Интересно, мучают ли его кошмары, когда меня нет рядом? Если бы я не видела их сама, я подумала бы, что это часть спектакля, но я помню, как он метался весь в поту, и видела в его глазах настоящий страх.

Я молчу. Я не хочу с ним ругаться. Просто хочу, чтобы он ушел. С отвращением я понимаю, что на самом деле не хочу, чтобы он уходил, но понимаю, что он должен это сделать.

– Нам надо поговорить, – повторяет он.

Я отрицательно качаю головой. Он проводит обеими руками по волосам и глубоко вздыхает.

– Мне пора на занятия, – говорю я.

– Лэндон уже уехал. Я отключил твой будильник. Сейчас уже одиннадцать.

– Ты что!

– Ты поздно легла, и я подумал, что ты… – начинает он.

– И ты еще смеешь… Уходи!

Вчерашние страдания еще слишком свежи, к тому же во мне кипит обида, что я пропустила утренние занятия. Но не хочу показывать слабость – иначе он за нее ухватится. Он всегда так делает.
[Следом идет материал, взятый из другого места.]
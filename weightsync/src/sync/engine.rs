use std::fmt;
use std::pin::Pin;
use std::sync::Arc;
use std::task::{Context, Poll};
use std::time::Instant;

use async_stream::stream;
use futures::stream::BoxStream;
use futures::{Stream, StreamExt};
use tokio::sync::{mpsc, watch};
use tokio_util::sync::CancellationToken;
use tokio_util::task::TaskTracker;
use tracing::{debug, info, warn};

use crate::config::SyncConfig;
use crate::discovery::{valid_identities, IdentityDiscovery};
use crate::error::{Result, SyncError};
use crate::models::{UserIdentity, WeightRecord};
use crate::remote::WeightSource;
use crate::store::KeyValueStore;

use super::fetch::BoundedFetchScheduler;
use super::normalize::normalize;
use super::sink::{persistence_channel, MergeAndPersistSink, PersistenceHandle, SinkSender};
use super::years::YearRangeResolver;

#[derive(Debug, Clone, Copy, PartialEq, Eq)]
pub enum SessionState {
    Idle,
    ResolvingYears,
    Fetching,
    Draining,
    Completed,
    Failed,
}

impl SessionState {
    pub fn is_terminal(&self) -> bool {
        matches!(self, SessionState::Completed | SessionState::Failed)
    }
}

impl fmt::Display for SessionState {
    fn fmt(&self, f: &mut fmt::Formatter<'_>) -> fmt::Result {
        let name = match self {
            SessionState::Idle => "idle",
            SessionState::ResolvingYears => "resolving_years",
            SessionState::Fetching => "fetching",
            SessionState::Draining => "draining",
            SessionState::Completed => "completed",
            SessionState::Failed => "failed",
        };
        f.write_str(name)
    }
}

/// Records of one sync session, in fetch completion order.
///
/// Nothing runs until the first poll. A failed session ends with exactly one
/// `Err`. Dropping the stream stops dispatch of further years; entries from
/// fetches already in flight are still persisted.
pub struct WeightRecordStream {
    inner: BoxStream<'static, Result<WeightRecord>>,
    persistence: PersistenceHandle,
    state: watch::Receiver<SessionState>,
}

impl WeightRecordStream {
    /// Completion of this session's snapshot writes.
    pub fn persistence(&self) -> PersistenceHandle {
        self.persistence.clone()
    }

    pub fn state(&self) -> watch::Receiver<SessionState> {
        self.state.clone()
    }
}

impl Stream for WeightRecordStream {
    type Item = Result<WeightRecord>;

    fn poll_next(mut self: Pin<&mut Self>, cx: &mut Context<'_>) -> Poll<Option<Self::Item>> {
        self.inner.poll_next_unpin(cx)
    }
}

/// Entry point for discovering the user and streaming their weight history.
#[derive(Clone)]
pub struct SyncEngine {
    source: Arc<dyn WeightSource>,
    discovery: Arc<dyn IdentityDiscovery>,
    store: Arc<dyn KeyValueStore>,
    config: SyncConfig,
    tracker: TaskTracker,
}

impl SyncEngine {
    pub fn new(
        source: Arc<dyn WeightSource>,
        discovery: Arc<dyn IdentityDiscovery>,
        store: Arc<dyn KeyValueStore>,
        config: SyncConfig,
    ) -> Self {
        Self {
            source,
            discovery,
            store,
            config,
            tracker: TaskTracker::new(),
        }
    }

    /// First candidate profile that passes validation.
    pub async fn get_user(&self) -> Result<UserIdentity> {
        let candidates = self.discovery.candidates().await?;
        let found = candidates.len();

        match valid_identities(candidates).into_iter().next() {
            Some(user) => {
                info!(user_id = %user.user_id, display_name = %user.display_name, "Found user");
                Ok(user)
            }
            None => {
                warn!(candidates = found, "No valid user profile on page");
                Err(SyncError::NoUserFound)
            }
        }
    }

    pub fn get_weight_records(&self, user: &UserIdentity) -> WeightRecordStream {
        let user = Arc::new(user.clone());
        let (state_tx, state_rx) = watch::channel(SessionState::Idle);
        let state_tx = Arc::new(state_tx);
        let (report_tx, persistence) = persistence_channel();

        let engine = self.clone();
        let inner = stream! {
            let cancel = CancellationToken::new();
            let _cancel_on_drop = cancel.clone().drop_guard();

            let sink = MergeAndPersistSink::new(engine.store.clone(), user.clone(), &engine.config)
                .spawn(&engine.tracker, report_tx);

            let (record_tx, mut record_rx) = mpsc::unbounded_channel();
            engine.tracker.spawn(engine.clone().run_session(
                user,
                sink,
                record_tx,
                state_tx.clone(),
                cancel,
            ));

            let mut failed = false;
            while let Some(item) = record_rx.recv().await {
                failed = item.is_err();
                yield item;
                if failed {
                    break;
                }
            }

            state_tx.send_replace(if failed {
                SessionState::Failed
            } else {
                SessionState::Completed
            });
        };

        WeightRecordStream {
            inner: Box::pin(inner),
            persistence,
            state: state_rx,
        }
    }

    /// Wait for every producer and sink spawned so far.
    pub async fn drain(&self) {
        self.tracker.close();
        self.tracker.wait().await;
        self.tracker.reopen();
    }

    async fn run_session(
        self,
        user: Arc<UserIdentity>,
        sink: SinkSender,
        records: mpsc::UnboundedSender<Result<WeightRecord>>,
        state: Arc<watch::Sender<SessionState>>,
        cancel: CancellationToken,
    ) {
        let started = Instant::now();

        state.send_replace(SessionState::ResolvingYears);
        let years = match YearRangeResolver::new(self.source.clone())
            .resolve(&user)
            .await
        {
            Ok(years) => years,
            Err(e) => {
                warn!(user_id = %user.user_id, error = %e, "Could not resolve year range");
                state.send_replace(SessionState::Failed);
                let _ = records.send(Err(e));
                return;
            }
        };

        state.send_replace(SessionState::Fetching);
        let scheduler = BoundedFetchScheduler::new(
            self.source.clone(),
            self.config.max_concurrent_fetches,
            self.config.year_failure_policy,
        );
        let year_count = years.len();
        let mut entries = scheduler.fetch_entries(user.clone(), years, cancel.clone());

        let mut emitted = 0usize;
        while let Some(item) = entries.next().await {
            let entry = match item {
                Ok(entry) => entry,
                Err(e) => {
                    warn!(user_id = %user.user_id, error = %e, "Sync session failed");
                    state.send_replace(SessionState::Failed);
                    let _ = records.send(Err(e));
                    return;
                }
            };

            let record = normalize(&entry);
            if !sink.send(entry) {
                warn!(user_id = %user.user_id, "Persistence sink stopped early");
            }

            if records.send(Ok(record)).is_ok() {
                emitted += 1;
            } else if !cancel.is_cancelled() {
                debug!(user_id = %user.user_id, "Consumer went away, cancelling remaining years");
                cancel.cancel();
            }
        }

        state.send_replace(SessionState::Draining);
        info!(
            user_id = %user.user_id,
            years = year_count,
            records = emitted,
            cancelled = cancel.is_cancelled(),
            elapsed_ms = started.elapsed().as_millis() as u64,
            "Fetch complete"
        );
        state.send_replace(SessionState::Completed);
    }
}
– Ты в моей комнате, – говорит он.

Я вылезаю из постели, не думая, что я в одной футболке, его футболке.

– Ты прав. Я пойду, – говорю я, удерживая комок в горле и слезы, грозящие пролиться в любой момент.
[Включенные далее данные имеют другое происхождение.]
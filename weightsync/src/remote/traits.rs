use async_trait::async_trait;
use chrono::NaiveDate;

use crate::error::Result;
use crate::models::{RawWeightEntry, UserIdentity, UserProfile};

/// Read access to a remote weight history service.
#[async_trait]
pub trait WeightSource: Send + Sync {
    /// Personal information for `user`, including the birth date.
    async fn fetch_profile(&self, user: &UserIdentity) -> Result<UserProfile>;

    /// All entries whose calendar date falls within `[start, end]` inclusive.
    async fn fetch_weight_range(
        &self,
        user: &UserIdentity,
        start: NaiveDate,
        end: NaiveDate,
    ) -> Result<Vec<RawWeightEntry>>;
}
– Нет, я хотел сказать… я хотел спросить: почему ты в моей комнате? – мрачно спрашивает он.

– Не знаю… просто… не могла заснуть, – признаюсь я. Нужно прекратить этот разговор. – И на самом деле это не твоя комната. Я провела здесь столько же ночей, что и ты. Сейчас даже больше.

– В своей футболке не спится? – спрашивает он, глядя на белую футболку.

Конечно, он смеется надо мной!

– Давай, подразни меня.

Чуть не плачу. Он глядит на меня в упор, но я отвожу взгляд.

– Я тебя не дразню. – Хардин встает и делает шаг ко мне. Я пячусь назад, вытягивая руки перед собой, и он останавливается. – Просто выслушай меня, ладно?

– Что ты еще можешь сказать, Хардин? Мы всегда так поступаем. Мы же снова и снова ругаемся, и с каждым разом все хуже. Я больше не могу. Не могу.

– Я же попросил прощения за то, что ее целовал.

– Я не об этом. То есть и об этом тоже, но это мелочь. И то, что ты этого не понял, доказывает, что мы понапрасну тратим время. Ты никогда не станешь тем, кто мне нужен, а я не буду такой, какой ты хочешь меня видеть.

Я вытираю глаза, он глядит в окно.

– Но ты такая, какой я хочу тебя видеть, – говорит он.

Хотела бы я ему верить. Хотела бы, чтобы он не был таким бесчувственным.

– Нет, – только и могу ответить я.

Не хочу плакать перед ним, но не могу сдержаться. Я так часто плакала при встрече с ним, что если я снова запутаюсь в его сетях, так и получится.

– Что «нет»?

– Ты не хочешь, чтобы я была такой; ты ничего не делаешь, но ты ранишь меня.

Прохожу мимо него, пересекаю коридор и захожу в гостевую комнату. Там надеваю джинсы и собираю вещи. При этом Хардин следит за каждым моим движением.

– Ты слышала, что я вчера тебе сказал? – наконец спрашивает он. Я надеялась, он не будет поднимать эту тему. – Ответь.

– Да, я слышала, что ты сказал, – подтверждаю я, пытаясь не смотреть в его сторону.